Cortisol and Aldosterone are produced by adrenal glands as a response to “stress”.
Their effect in training is decisive for water retention, increasing the plasmatic volume in blood and prevent dehydration from exertion.
Both hormones improve peripheral oxygenation, augmenting O2 transfer from red blood cells to muscle cells.
Cortisol also favors the use of fats, preserves sugars and reduces inflammations.
Their concentrations under effort increase considerably in comparison with rest conditions levels; without proper recovery strategies, the catabolic effect of cortisol in excess could nullify many beneficial effects of training itself.
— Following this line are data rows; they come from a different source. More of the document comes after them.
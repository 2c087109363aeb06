//! Workbench page, the single PromptDeck view.
//!
//! Composes the component set: the health banner across the top, the model
//! profile list inside a themed scroll area, the create/edit profile dialog
//! built from the field presets, and error boundaries at page, section and
//! component granularity.

use std::time::Duration;

use dioxus::prelude::*;

use crate::components::forms::{
    NumberField, SelectField, SelectOption, SliderField, SliderMark, SwitchField, TextField,
    DESCRIPTION_FIELD, EMAIL_FIELD, MAX_TOKENS_FIELD, NAME_FIELD, TEMPERATURE_FIELD, URL_FIELD,
};
use crate::components::{
    Boundary, BoundaryLevel, DialogMode, EntityDialog, HealthBanner, ScrollArea,
};
use crate::context::use_theme_mode;

/// Generation settings bundle the workbench edits.
#[derive(Clone, Debug, PartialEq)]
pub struct ModelProfile {
    pub name: String,
    pub description: String,
    pub contact_email: String,
    pub backend_url: String,
    /// Preferred quantization; empty string means server default
    pub quantization: String,
    pub temperature: f64,
    /// `None` defers to the server's limit
    pub max_tokens: Option<f64>,
    pub streaming: bool,
}

impl Default for ModelProfile {
    fn default() -> Self {
        Self {
            name: String::new(),
            description: String::new(),
            contact_email: String::new(),
            backend_url: String::new(),
            quantization: String::new(),
            temperature: 0.7,
            max_tokens: None,
            streaming: true,
        }
    }
}

impl ModelProfile {
    /// One-line summary for the profile card.
    fn summary(&self) -> String {
        let tokens = match self.max_tokens {
            Some(n) => n.to_string(),
            None => "server default".to_string(),
        };
        let quant = if self.quantization.is_empty() {
            "server default"
        } else {
            &self.quantization
        };
        format!(
            "temp {:.1} · max tokens {} · {}",
            self.temperature, tokens, quant
        )
    }
}

/// The main (and only) page.
#[component]
pub fn Workbench() -> Element {
    let mut theme = use_theme_mode();

    let mut profiles: Signal<Vec<ModelProfile>> = use_signal(|| {
        vec![ModelProfile {
            name: "balanced".to_string(),
            description: "general purpose defaults".to_string(),
            backend_url: crate::backend_config().base_url,
            ..Default::default()
        }]
    });
    let mut selected: Signal<Option<usize>> = use_signal(|| None);

    // Dialog state; the dialog itself only reflects these
    let mut dialog_open = use_signal(|| false);
    let mut editing: Signal<Option<usize>> = use_signal(|| None);
    let mut draft: Signal<ModelProfile> = use_signal(ModelProfile::default);
    let mut submitting = use_signal(|| false);
    let mut name_error: Signal<Option<String>> = use_signal(|| None);

    let mut banner_dismissed = use_signal(|| false);

    let open_create = move |_| {
        draft.set(ModelProfile {
            backend_url: crate::backend_config().base_url,
            ..Default::default()
        });
        editing.set(None);
        name_error.set(None);
        dialog_open.set(true);
    };

    let mut open_edit = move |idx: usize| {
        let Some(profile) = profiles().get(idx).cloned() else {
            return;
        };
        draft.set(profile);
        editing.set(Some(idx));
        name_error.set(None);
        dialog_open.set(true);
    };

    let close_dialog = move |_| {
        if !submitting() {
            dialog_open.set(false);
        }
    };

    let submit = move |_| {
        if submitting() {
            return;
        }
        if draft().name.trim().is_empty() {
            name_error.set(Some("name is required".to_string()));
            return;
        }

        submitting.set(true);
        spawn(async move {
            // Brief hold so a fast save does not strobe the busy state
            tokio::time::sleep(Duration::from_millis(150)).await;

            let profile = draft();
            match editing() {
                Some(idx) => {
                    if let Some(slot) = profiles.write().get_mut(idx) {
                        *slot = profile;
                    }
                    tracing::info!(index = idx, "Updated model profile");
                }
                None => {
                    profiles.write().push(profile);
                    tracing::info!("Created model profile");
                }
            }

            submitting.set(false);
            dialog_open.set(false);
        });
    };

    let dialog_mode = match editing() {
        Some(_) => DialogMode::Edit,
        None => DialogMode::Create,
    };

    let (t_min, t_max, t_step) = TEMPERATURE_FIELD
        .kind
        .slider_bounds()
        .unwrap_or((0.0, 2.0, 0.1));
    let (m_min, m_max, m_step) = MAX_TOKENS_FIELD
        .kind
        .number_bounds()
        .unwrap_or((1.0, 32768.0, 1.0));

    rsx! {
        div { class: "workbench",
            header { class: "workbench-header",
                h1 { class: "app-title", "PromptDeck" }
                div { class: "header-actions",
                    span { class: "backend-hint", "{crate::backend_config().base_url}" }
                    button {
                        class: "btn-compact",
                        onclick: move |_| theme.set(theme().toggled()),
                        if theme().is_dark() {
                            "light mode"
                        } else {
                            "dark mode"
                        }
                    }
                }
            }

            if !banner_dismissed() {
                HealthBanner { on_dismiss: move |_| banner_dismissed.set(true) }
            }

            Boundary { name: "workbench", level: BoundaryLevel::Page,
                main { class: "workbench-main",
                    Boundary { name: "profiles", level: BoundaryLevel::Section,
                        section { class: "workbench-section",
                            div { class: "section-toolbar",
                                h2 { class: "section-header", "Model profiles" }
                                button {
                                    class: "btn-primary",
                                    onclick: open_create,
                                    "Add profile"
                                }
                            }

                            ScrollArea { max_height: "18rem",
                                if profiles().is_empty() {
                                    p { class: "empty-hint",
                                        "no profiles yet. add one to get started"
                                    }
                                } else {
                                    div { class: "profile-list",
                                        for (idx, profile) in profiles().into_iter().enumerate() {
                                            {
                                                let summary = profile.summary();
                                                rsx! {
                                                    div {
                                                        key: "{idx}-{profile.name}",
                                                        class: "profile-card",
                                                        div {
                                                            div { class: "profile-card-name", "{profile.name}" }
                                                            div { class: "profile-card-meta", "{summary}" }
                                                        }
                                                        div { class: "header-actions",
                                                            button {
                                                                class: "btn-compact",
                                                                onclick: move |_| selected.set(Some(idx)),
                                                                "preview"
                                                            }
                                                            button {
                                                                class: "btn-compact",
                                                                onclick: move |_| open_edit(idx),
                                                                "edit"
                                                            }
                                                        }
                                                    }
                                                }
                                            }
                                        }
                                    }
                                }
                            }
                        }
                    }

                    if let Some(idx) = selected() {
                        if let Some(profile) = profiles().get(idx).cloned() {
                            section { class: "workbench-section",
                                div { class: "section-toolbar",
                                    h2 { class: "section-header", "Preview" }
                                    button {
                                        class: "icon-btn",
                                        "aria-label": "Close preview",
                                        onclick: move |_| selected.set(None),
                                        "\u{00D7}"
                                    }
                                }
                                Boundary {
                                    name: "profile-preview",
                                    level: BoundaryLevel::Component,
                                    auto_recover: true,
                                    ProfilePreview { profile: profile }
                                }
                            }
                        }
                    }
                }
            }

            EntityDialog {
                show: dialog_open(),
                mode: dialog_mode,
                entity: "profile",
                submitting: submitting(),
                on_close: close_dialog,
                on_submit: submit,

                TextField {
                    label: NAME_FIELD.label.to_string(),
                    value: draft().name,
                    required: NAME_FIELD.required,
                    helper: NAME_FIELD.helper.to_string(),
                    error: name_error(),
                    on_change: move |v| {
                        name_error.set(None);
                        draft.write().name = v;
                    },
                }

                TextField {
                    label: DESCRIPTION_FIELD.label.to_string(),
                    value: draft().description,
                    multiline: true,
                    rows: 3,
                    helper: DESCRIPTION_FIELD.helper.to_string(),
                    on_change: move |v| draft.write().description = v,
                }

                TextField {
                    label: URL_FIELD.label.to_string(),
                    value: draft().backend_url,
                    input_type: URL_FIELD.kind.input_type().to_string(),
                    required: URL_FIELD.required,
                    helper: URL_FIELD.helper.to_string(),
                    on_change: move |v| draft.write().backend_url = v,
                }

                TextField {
                    label: EMAIL_FIELD.label.to_string(),
                    value: draft().contact_email,
                    input_type: EMAIL_FIELD.kind.input_type().to_string(),
                    helper: EMAIL_FIELD.helper.to_string(),
                    on_change: move |v| draft.write().contact_email = v,
                }

                SelectField {
                    label: "Quantization",
                    value: draft().quantization,
                    placeholder: "server default".to_string(),
                    options: vec![
                        SelectOption::new("q4_k_m", "Q4_K_M (small)"),
                        SelectOption::new("q8_0", "Q8_0 (balanced)"),
                        SelectOption::new("f16", "F16 (full precision)"),
                    ],
                    on_change: move |v| draft.write().quantization = v,
                }

                SliderField {
                    label: TEMPERATURE_FIELD.label.to_string(),
                    value: draft().temperature,
                    min: t_min,
                    max: t_max,
                    step: t_step,
                    helper: TEMPERATURE_FIELD.helper.to_string(),
                    format_value: Callback::new(|v: f64| format!("{v:.1}")),
                    marks: vec![
                        SliderMark::new(0.0, "precise"),
                        SliderMark::new(1.0, "balanced"),
                        SliderMark::new(2.0, "wild"),
                    ],
                    on_change: move |v| draft.write().temperature = v,
                }

                NumberField {
                    label: MAX_TOKENS_FIELD.label.to_string(),
                    value: draft().max_tokens,
                    min: m_min,
                    max: m_max,
                    step: m_step,
                    helper: MAX_TOKENS_FIELD.helper.to_string(),
                    on_change: move |v| draft.write().max_tokens = v,
                }

                SwitchField {
                    label: "Stream tokens",
                    checked: draft().streaming,
                    helper: "emit tokens as they are generated".to_string(),
                    on_toggle: move |on| draft.write().streaming = on,
                }
            }
        }
    }
}

/// JSON rendering of a profile, as the backend would receive it.
///
/// Serialization flows through `?`, so a failure here is caught by the
/// enclosing component-level boundary.
#[component]
fn ProfilePreview(profile: ModelProfile) -> Element {
    let payload = serde_json::json!({
        "name": profile.name,
        "description": profile.description,
        "contact_email": profile.contact_email,
        "backend_url": profile.backend_url,
        "quantization": if profile.quantization.is_empty() {
            serde_json::Value::Null
        } else {
            serde_json::Value::String(profile.quantization.clone())
        },
        "temperature": profile.temperature,
        "max_tokens": profile.max_tokens,
        "stream": profile.streaming,
    });
    let json = serde_json::to_string_pretty(&payload)?;

    rsx! {
        pre { class: "profile-preview", "{json}" }
    }
}

#[cfg(test)]
mod tests {
    use super::*;

    #[test]
    fn test_default_profile_leans_balanced() {
        let profile = ModelProfile::default();
        assert_eq!(profile.temperature, 0.7);
        assert!(profile.streaming);
        assert!(profile.max_tokens.is_none());
    }

    #[test]
    fn test_summary_spells_out_server_defaults() {
        let profile = ModelProfile::default();
        let summary = profile.summary();
        assert!(summary.contains("temp 0.7"));
        assert!(summary.contains("max tokens server default"));
    }

    #[test]
    fn test_summary_with_explicit_limits() {
        let profile = ModelProfile {
            max_tokens: Some(4096.0),
            quantization: "q8_0".to_string(),
            ..Default::default()
        };
        let summary = profile.summary();
        assert!(summary.contains("max tokens 4096"));
        assert!(summary.contains("q8_0"));
    }
}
Production of Erythropoietin is also stimulated by training, being a little unclear whether because of hypoxia consequent to effort or because of increased red blood cells turnover in athletes.
Altitude training enhances such response, as long as supported by adequate protein intake.
Thyroid Hormones (activators of mitochondrion functions) and Glucagon (glycolytic and lipolytic action) are both stimulated by physical exercises, while Insulin gets a decrease under effort.
All of these hormonal responses, together with some other less known or unknown ones (yet not less important), act naturally in perfect synchronism, just like the instruments of an orchestra: any attempt of manipulation from the outside inevitably alters such symphony, with deleterious medium and long term effects on the athlete’s performances.
Exogenous administration of even just one of these hormones does inhibit the production of all the other ones.